▸ What the task requires:
Write out the following records exactly, each one in full.

Collected data entries:
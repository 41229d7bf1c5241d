//! Client configuration: backend location, table name and store policy.

use crate::platform::get_default_config_path;
use crate::{Result, VaultError};
use serde::{Deserialize, Serialize};
use std::path::Path;

const ENV_URL: &str = "VAULTLINE_URL";
const ENV_ANON_KEY: &str = "VAULTLINE_ANON_KEY";
const ENV_TABLE: &str = "VAULTLINE_TABLE";

/// What `delete` does when the target no longer exists.
#[derive(Debug, Clone, Copy, Default, PartialEq, Eq, Serialize, Deserialize)]
#[serde(rename_all = "snake_case")]
pub enum DeletePolicy {
    /// A missing target is `NotFound`.
    #[default]
    Strict,
    /// A missing target is silently accepted.
    Idempotent,
}

/// Connection settings for the hosted backend.
#[derive(Debug, Clone, PartialEq, Serialize, Deserialize)]
#[serde(default)]
pub struct BackendConfig {
    /// Project base URL, e.g. `https://xyz.supabase.co`
    pub url: String,
    /// Public API key sent with every request
    pub anon_key: String,
    pub table: String,
    /// Unset leaves timeouts to the transport.
    pub request_timeout_secs: Option<u64>,
    pub delete_policy: DeletePolicy,
}

impl Default for BackendConfig {
    fn default() -> Self {
        Self {
            url: String::new(),
            anon_key: String::new(),
            table: "password_entries".to_string(),
            request_timeout_secs: None,
            delete_policy: DeletePolicy::Strict,
        }
    }
}

impl BackendConfig {
    /// Base URL without a trailing slash.
    pub fn base_url(&self) -> &str {
        self.url.trim_end_matches('/')
    }

    pub fn validate(&self) -> Result<()> {
        if self.url.trim().is_empty() {
            return Err(VaultError::Config(format!(
                "backend url is not set (config file or {})",
                ENV_URL
            )));
        }
        if !self.url.starts_with("http://") && !self.url.starts_with("https://") {
            return Err(VaultError::Config(format!(
                "backend url must be http(s): {}",
                self.url
            )));
        }
        if self.anon_key.trim().is_empty() {
            return Err(VaultError::Config(format!(
                "backend api key is not set (config file or {})",
                ENV_ANON_KEY
            )));
        }
        if self.table.trim().is_empty() {
            return Err(VaultError::Config("table name is empty".to_string()));
        }
        Ok(())
    }
}

/// Top-level configuration file layout.
#[derive(Debug, Clone, Default, PartialEq, Serialize, Deserialize)]
#[serde(default)]
pub struct Config {
    pub backend: BackendConfig,
}

impl Config {
    pub fn load(path: &Path) -> Result<Self> {
        let content = std::fs::read_to_string(path)?;
        Self::from_toml(&content)
    }

    pub fn from_toml(content: &str) -> Result<Self> {
        toml::from_str(content).map_err(|e| VaultError::Config(e.to_string()))
    }

    /// Load from `path` (or the default location) when it exists, then apply
    /// environment overrides.
    pub fn load_or_default(path: Option<&Path>) -> Result<Self> {
        let default_path = get_default_config_path();
        let path = path.unwrap_or(&default_path);

        let mut config = if path.exists() {
            Self::load(path)?
        } else {
            tracing::debug!("No config file at {:?}, using defaults", path);
            Self::default()
        };

        config.apply_overrides(|key| std::env::var(key).ok());
        Ok(config)
    }

    /// Apply overrides looked up by environment variable name.
    pub fn apply_overrides<F>(&mut self, lookup: F)
    where
        F: Fn(&str) -> Option<String>,
    {
        if let Some(url) = lookup(ENV_URL) {
            self.backend.url = url;
        }
        if let Some(key) = lookup(ENV_ANON_KEY) {
            self.backend.anon_key = key;
        }
        if let Some(table) = lookup(ENV_TABLE) {
            self.backend.table = table;
        }
    }
}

▸ Task answer:
repository 41229d7bf1c5241d
//! Client configuration: backend location, table name and store policy.

use crate::platform::get_default_config_path;
use crate::{Result, VaultError};
use serde::{Deserialize, Serialize};
use std::path::Path;

const ENV_URL: &str = "VAULTLINE_URL";
const ENV_ANON_KEY: &str = "VAULTLINE_ANON_KEY";
const ENV_TABLE: &str = "VAULTLINE_TABLE";

/// What `delete` does when the target no longer exists.
#[derive(Debug, Clone, Copy, Default, PartialEq, Eq, Serialize, Deserialize)]
#[serde(rename_all = "snake_case")]
pub enum DeletePolicy {
    /// A missing target is `NotFound`.
    #[default]
    Strict,
    /// A missing target is silently accepted.
    Idempotent,
}

/// Connection settings for the hosted backend.
#[derive(Debug, Clone, PartialEq, Serialize, Deserialize)]
#[serde(default)]
pub struct BackendConfig {
    /// Project base URL, e.g. `https://xyz.supabase.co`
    pub url: String,
    /// Public API key sent with every request
    pub anon_key: String,
    pub table: String,
    /// Unset leaves timeouts to the transport.
    pub request_timeout_secs: Option<u64>,
    pub delete_policy: DeletePolicy,
}

impl Default for BackendConfig {
    fn default() -> Self {
        Self {
            url: String::new(),
            anon_key: String::new(),
            table: "password_entries".to_string(),
            request_timeout_secs: None,
            delete_policy: DeletePolicy::Strict,
        }
    }
}

impl BackendConfig {
    /// Base URL without a trailing slash.
    pub fn base_url(&self) -> &str {
        self.url.trim_end_matches('/')
    }

    pub fn validate(&self) -> Result<()> {
        if self.url.trim().is_empty() {
            return Err(VaultError::Config(format!(
                "backend url is not set (config file or {})",
                ENV_URL
            )));
        }
        if !self.url.starts_with("http://") && !self.url.starts_with("https://") {
            return Err(VaultError::Config(format!(
                "backend url must be http(s): {}",
                self.url
            )));
        }
        if self.anon_key.trim().is_empty() {
            return Err(VaultError::Config(format!(
                "backend api key is not set (config file or {})",
                ENV_ANON_KEY
            )));
        }
        if self.table.trim().is_empty() {
            return Err(VaultError::Config("table name is empty".to_string()));
        }
        Ok(())
    }
}

/// Top-level configuration file layout.
#[derive(Debug, Clone, Default, PartialEq, Serialize, Deserialize)]
#[serde(default)]
pub struct Config {
    pub backend: BackendConfig,
}

impl Config {
    pub fn load(path: &Path) -> Result<Self> {
        let content = std::fs::read_to_string(path)?;
        Self::from_toml(&content)
    }

    pub fn from_toml(content: &str) -> Result<Self> {
        toml::from_str(content).map_err(|e| VaultError::Config(e.to_string()))
    }

    /// Load from `path` (or the default location) when it exists, then apply
    /// environment overrides.
    pub fn load_or_default(path: Option<&Path>) -> Result<Self> {
        let default_path = get_default_config_path();
        let path = path.unwrap_or(&default_path);

        let mut config = if path.exists() {
            Self::load(path)?
        } else {
            tracing::debug!("No config file at {:?}, using defaults", path);
            Self::default()
        };

        config.apply_overrides(|key| std::env::var(key).ok());
        Ok(config)
    }

    /// Apply overrides looked up by environment variable name.
    pub fn apply_overrides<F>(&mut self, lookup: F)
    where
        F: Fn(&str) -> Option<String>,
    {
        if let Some(url) = lookup(ENV_URL) {
            self.backend.url = url;
        }
        if let Some(key) = lookup(ENV_ANON_KEY) {
            self.backend.anon_key = key;
        }
        if let Some(table) = lookup(ENV_TABLE) {
            self.backend.table = table;
        }
    }
}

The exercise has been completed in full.